If you haven't read Jim Caple's feature on Japanese pitching sensation Yu Darvish, you should. And, if you're like me, it might cause you to dream of something that probably will never happen -- Darvish finding his way to Kansas City -- but since his former manager, Trey Hillman, currently manages the Royals, it's fun to think about.
Darvish is a 21-year old megastar in his fourth season as a member of the Hoikkado Nippon Ham Fighters, the team Hillman led to the 2006 and 2007 Japan Series, winning the title in 2006. This season, the 6-foot-5 Darvish is 5-1 with a 1.46 ERA, and he is far and away the top pitcher in Japanese baseball.
Normally, a player such as Darvish would have to play nine seasons in Japan before he would be eligible to sign as a free agent with a team in Major League Baseball. But corporations that own teams in Japan -- in this case, Nippon Ham -- can ask for a posting fee, which would allow an MLB team to have discussions with a player like Darvish before his nine years is up.

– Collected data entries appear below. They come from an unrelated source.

//! In-memory template store with built-in templates.

use std::{
    collections::HashMap,
    sync::{Arc, PoisonError, RwLock},
};

use tracing::debug;

use layr_core::{
    application::{ApplicationError, ports::TemplateStore},
    domain::{TemplateKey, TemplateSpec},
    error::LayrResult,
};

use crate::builtin_templates;

/// Thread-safe in-memory template store.
///
/// Clones share the same table, so overriding a template through one handle
/// is visible to a service holding another.
#[derive(Debug, Clone, Default)]
pub struct InMemoryStore {
    inner: Arc<RwLock<HashMap<TemplateKey, TemplateSpec>>>,
}

impl InMemoryStore {
    /// Create a new empty store.
    pub fn new() -> Self {
        Self::default()
    }

    /// Create a store with built-in templates loaded.
    pub fn with_builtin() -> Self {
        let store = Self::new();
        store.load_builtin();
        store
    }

    /// Load built-in templates, replacing any entry with the same key.
    pub fn load_builtin(&self) {
        let templates = builtin_templates::all_templates();
        debug!(count = templates.len(), "loading built-in templates");
        for template in templates {
            self.insert(template);
        }
    }

    /// Register a template, replacing any existing body for its key.
    pub fn insert(&self, template: TemplateSpec) {
        self.inner
            .write()
            .unwrap_or_else(PoisonError::into_inner)
            .insert(template.key(), template);
    }

    /// Get the number of templates.
    pub fn len(&self) -> usize {
        self.inner.read().unwrap_or_else(PoisonError::into_inner).len()
    }

    /// Check if store is empty.
    pub fn is_empty(&self) -> bool {
        self.len() == 0
    }
}

impl TemplateStore for InMemoryStore {
    fn get(&self, key: TemplateKey) -> LayrResult<TemplateSpec> {
        let inner = self.inner.read().unwrap_or_else(PoisonError::into_inner);

        inner.get(&key).cloned().ok_or_else(|| {
            ApplicationError::TemplateNotFound {
                key: key.to_string(),
            }
            .into()
        })
    }
}
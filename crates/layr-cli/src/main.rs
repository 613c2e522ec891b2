//! # Layr CLI
//!
//! Scaffolds layered Go web services.
//!
//! ## Startup sequence
//!
//! 1. Parse CLI arguments (clap handles `--help` / `--version` early-exit).
//! 2. Initialise the tracing subscriber (logging).
//! 3. Load configuration (defaults, file, environment).
//! 4. Build the [`OutputManager`].
//! 5. Dispatch to the appropriate command handler.
//! 6. Translate any [`CliError`] into a user-facing message and exit code.
//!
//! ## Exit codes
//!
//! | Code | Meaning                              |
//! |------|--------------------------------------|
//! |  0   | Success                              |
//! |  1   | Generation or I/O failure            |
//! |  2   | Invalid arguments (reported by clap) |
//! |  4   | Configuration error                  |

use std::io::IsTerminal as _;
use std::process::ExitCode;

use clap::Parser;
use tracing::{debug, info, instrument};

use crate::{
    cli::{Cli, Commands},
    config::AppConfig,
    error::{CliError, CliResult},
    logging::init_logging,
    output::OutputManager,
};

mod cli;
mod commands;
mod config;
mod error;
mod logging;
mod output;

fn main() -> ExitCode {
    // Missing .env is fine.
    let _ = dotenvy::dotenv();

    // ── 1. Parse arguments ────────────────────────────────────────────────
    let cli = match Cli::try_parse() {
        Ok(cli) => cli,
        Err(e) => {
            // --help and --version also arrive here and exit 0.
            let _ = e.print();
            return ExitCode::from(u8::try_from(e.exit_code()).unwrap_or(2));
        }
    };

    // ── 2. Initialise tracing ─────────────────────────────────────────────
    if let Err(e) = init_logging(&cli.global) {
        eprintln!("Failed to initialise logging: {e:#}");
        return ExitCode::from(1);
    }

    debug!(
        verbose = cli.global.verbose,
        quiet = cli.global.quiet,
        no_color = cli.global.no_color,
        "CLI started"
    );

    let verbose = cli.global.verbose > 0;
    let plain_errors = cli.global.no_color;

    // ── 3. Load configuration ─────────────────────────────────────────────
    let allow_missing = cli.command.writes_config();
    let config = match AppConfig::load(cli.global.config.as_deref(), allow_missing) {
        Ok(cfg) => cfg,
        Err(e) => return handle_error(e, verbose, plain_errors),
    };

    // ── 4. Build output manager ───────────────────────────────────────────
    let output = OutputManager::new(&cli.global, &config);
    let plain_errors = plain_errors || config.output.no_color;

    // ── 5. Dispatch + 6. Error handling ──────────────────────────────────
    match run(cli, config, output) {
        Ok(()) => {
            info!("layr completed successfully");
            ExitCode::SUCCESS
        }
        Err(e) => handle_error(e, verbose, plain_errors),
    }
}

/// Dispatch to the correct command handler.
#[instrument(skip_all)]
fn run(cli: Cli, config: AppConfig, output: OutputManager) -> CliResult<()> {
    let Cli { global, command } = cli;
    match command {
        Commands::New(args) => commands::new::execute(args, config, output),
        Commands::Generate(args) => commands::generate::execute(args, output),
        Commands::Module(args) => commands::module::execute(args, output),
        Commands::Init(args) => commands::init::execute(args, &global, output),
        Commands::Completions(args) => commands::completions::execute(args),
        Commands::Config(cmd) => commands::config::execute(cmd, &global, config, output),
    }
}

/// Log `err`, print it to stderr and map it to an exit code.
fn handle_error(err: CliError, verbose: bool, no_color: bool) -> ExitCode {
    err.log();

    let msg = if !no_color && std::io::stderr().is_terminal() {
        err.format_colored(verbose)
    } else {
        err.format_plain(verbose)
    };
    eprint!("{msg}");

    ExitCode::from(err.exit_code())
}

// ── tests ─────────────────────────────────────────────────────────────────────

#[cfg(test)]
mod tests {
    use super::*;
    use clap::CommandFactory;

    #[test]
    fn cli_structure_is_valid() {
        Cli::command().debug_assert();
    }

    #[test]
    fn cli_version_matches_cargo() {
        let cmd = Cli::command();
        assert_eq!(cmd.get_version(), Some(env!("CARGO_PKG_VERSION")));
    }

    #[test]
    fn cli_has_author() {
        let cmd = Cli::command();
        assert!(cmd.get_author().is_some());
    }
}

It's how Daisuke Matsuzaka wound up a member of the Boston Red Sox. Boston paid a posting fee of $50 million, and then signed Dice-K to a $52 million contract prior to the start of the 2007 season. It's still speculation, but Caple guesses that the fee to speak with Darvish could reach $75 million.
So, here's where my dreaming gets crazy. I actually sat back and wondered whether David Glass, who has deep, deep pockets, would actually ever try to make a huge splash by paying what it takes to get a pitcher like Darvish. I wondered whether the owners of Nippon Ham, who had a wonderful relationship with Trey Hillman, would allow the Royals to be the team with the shot to get Darvish. And I also daydreamed about the possibility of the free-spirited Darvish refusing to talk with any team but one managed by Hillman.
Yes, I know, I'm a crazy Royals fan, and those thoughts are absurd. But it's fun to think about. Read the article, and you'll be dreaming about Darvish wearing Powder Blue, too.